**ENTRIES SHOWN:**
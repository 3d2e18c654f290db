//! CLI commands implementation.

use std::path::PathBuf;
use std::process::ExitCode;

use clap::{Args, Parser, Subcommand};
use console::style;
use tokio::sync::mpsc;
use tracing::{error, warn};

use anexos::{cancel_pair, CancelSignal, Config, Pipeline};

use super::progress::spawn_download_progress;

#[derive(Parser)]
#[command(name = "anexos")]
#[command(about = "Download and archive the Anexo I / Anexo II attachments of the ANS procedure list")]
#[command(version)]
pub struct Cli {
    /// Config file (default: discovered anexos.toml / .yaml / .json)
    #[arg(short, long, global = true)]
    pub config: Option<PathBuf>,

    /// Enable verbose logging
    #[arg(short, long, global = true)]
    pub verbose: bool,

    #[command(subcommand)]
    command: Option<Commands>,
}

#[derive(Subcommand)]
enum Commands {
    /// Discover, download and archive the attachments (default)
    Run(RunArgs),

    /// Find the attachment links and print them without downloading
    Discover(PageArgs),
}

#[derive(Args, Default)]
struct PageArgs {
    /// Page to search instead of the configured one
    #[arg(long)]
    url: Option<String>,

    /// Skip the headless browser fallback
    #[arg(long)]
    no_browser: bool,
}

#[derive(Args, Default)]
struct RunArgs {
    #[command(flatten)]
    page: PageArgs,

    /// Output directory for downloads and the archive
    #[arg(short, long)]
    output: Option<PathBuf>,

    /// Archive file name
    #[arg(long)]
    archive_name: Option<String>,

    /// Concurrent downloads
    #[arg(short, long)]
    workers: Option<usize>,
}

impl PageArgs {
    fn apply(&self, config: &mut Config) {
        if let Some(ref url) = self.url {
            config.page_url = url.clone();
        }
        if self.no_browser {
            config.browser.enabled = false;
        }
    }
}

impl RunArgs {
    fn apply(&self, config: &mut Config) {
        self.page.apply(config);
        if let Some(ref output) = self.output {
            // Relative to the working directory, not the config file.
            let output = if output.is_absolute() {
                output.clone()
            } else {
                std::env::current_dir()
                    .map(|cwd| cwd.join(output))
                    .unwrap_or_else(|_| output.clone())
            };
            config.output_dir = output.to_string_lossy().into_owned();
        }
        if let Some(ref name) = self.archive_name {
            config.archive_name = name.clone();
        }
        if let Some(workers) = self.workers {
            config.download_workers = workers;
        }
    }
}

impl Cli {
    /// Fold command-line overrides into the loaded configuration.
    pub fn apply_overrides(&self, mut config: Config) -> Config {
        match self.command {
            Some(Commands::Run(ref args)) => args.apply(&mut config),
            Some(Commands::Discover(ref args)) => args.apply(&mut config),
            None => {}
        }
        config
    }
}

/// Run the selected command. Ctrl-C cancels the run.
pub async fn run(cli: Cli, config: Config) -> ExitCode {
    let (handle, cancel) = cancel_pair();
    tokio::spawn(async move {
        if tokio::signal::ctrl_c().await.is_ok() {
            warn!("Interrupted, stopping");
            handle.cancel();
        }
    });

    match cli.command {
        Some(Commands::Discover(_)) => cmd_discover(config, cancel).await,
        Some(Commands::Run(_)) | None => cmd_run(config, cancel).await,
    }
}

async fn cmd_run(config: Config, cancel: CancelSignal) -> ExitCode {
    let (tx, rx) = mpsc::channel(16);
    let progress = spawn_download_progress(config.required_count as u64, rx);

    let pipeline = Pipeline::from_config(config).with_events(tx);
    let result = pipeline.run(&cancel).await;
    let required = pipeline.config().required_count;

    // Closes the event channel so the progress task finishes.
    drop(pipeline);
    let _ = progress.await;

    match result {
        Ok(outcome) => {
            if outcome.is_partial(required) {
                println!(
                    "{} only {} of {} attachments were downloaded",
                    style("!").yellow(),
                    outcome.retrieved.len(),
                    required
                );
            }
            println!(
                "{} Done, archive at {}",
                style("✓").green(),
                outcome.manifest.path.display()
            );
            ExitCode::SUCCESS
        }
        Err(e) => {
            error!("Run failed: {}", e);
            println!(
                "{} Failed: {}. Consult the logs for details.",
                style("✗").red(),
                e
            );
            ExitCode::FAILURE
        }
    }
}

async fn cmd_discover(config: Config, cancel: CancelSignal) -> ExitCode {
    let pipeline = Pipeline::from_config(config);

    match pipeline.discover(&cancel).await {
        Ok(report) if report.set.is_empty() => {
            println!("{} No attachment links found", style("✗").red());
            ExitCode::FAILURE
        }
        Ok(report) => {
            for link in report.set.links() {
                println!("{}\t{}", style(link.identity).cyan(), link.url);
            }
            if report.escalated {
                println!("{}", style("(browser fallback was used)").dim());
            }
            ExitCode::SUCCESS
        }
        Err(e) => {
            error!("Discovery failed: {}", e);
            println!(
                "{} Failed: {}. Consult the logs for details.",
                style("✗").red(),
                e
            );
            ExitCode::FAILURE
        }
    }
}

#[cfg(test)]
mod tests {
    use super::*;

    #[test]
    fn test_run_is_default() {
        let cli = Cli::try_parse_from(["anexos"]).unwrap();
        assert!(cli.command.is_none());
        assert!(!cli.verbose);
    }

    #[test]
    fn test_run_overrides() {
        let cli = Cli::try_parse_from([
            "anexos",
            "run",
            "--url",
            "https://example.com/rol",
            "-o",
            "/tmp/anexos-out",
            "-w",
            "2",
            "--no-browser",
            "-v",
        ])
        .unwrap();
        assert!(cli.verbose);

        let config = cli.apply_overrides(Config::default());
        assert_eq!(config.page_url, "https://example.com/rol");
        assert_eq!(config.output_dir, "/tmp/anexos-out");
        assert_eq!(config.download_workers, 2);
        assert!(!config.browser.enabled);
    }

    #[test]
    fn test_discover_parses() {
        let cli = Cli::try_parse_from(["anexos", "discover", "--no-browser"]).unwrap();
        assert!(matches!(cli.command, Some(Commands::Discover(ref a)) if a.no_browser));
    }
}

**TASK BRIEF:** Scan the material above for "warn". Copy every line where it appears.

**ANSWER SPACE:**
use tracing::{error, warn};
            warn!("Interrupted, stopping");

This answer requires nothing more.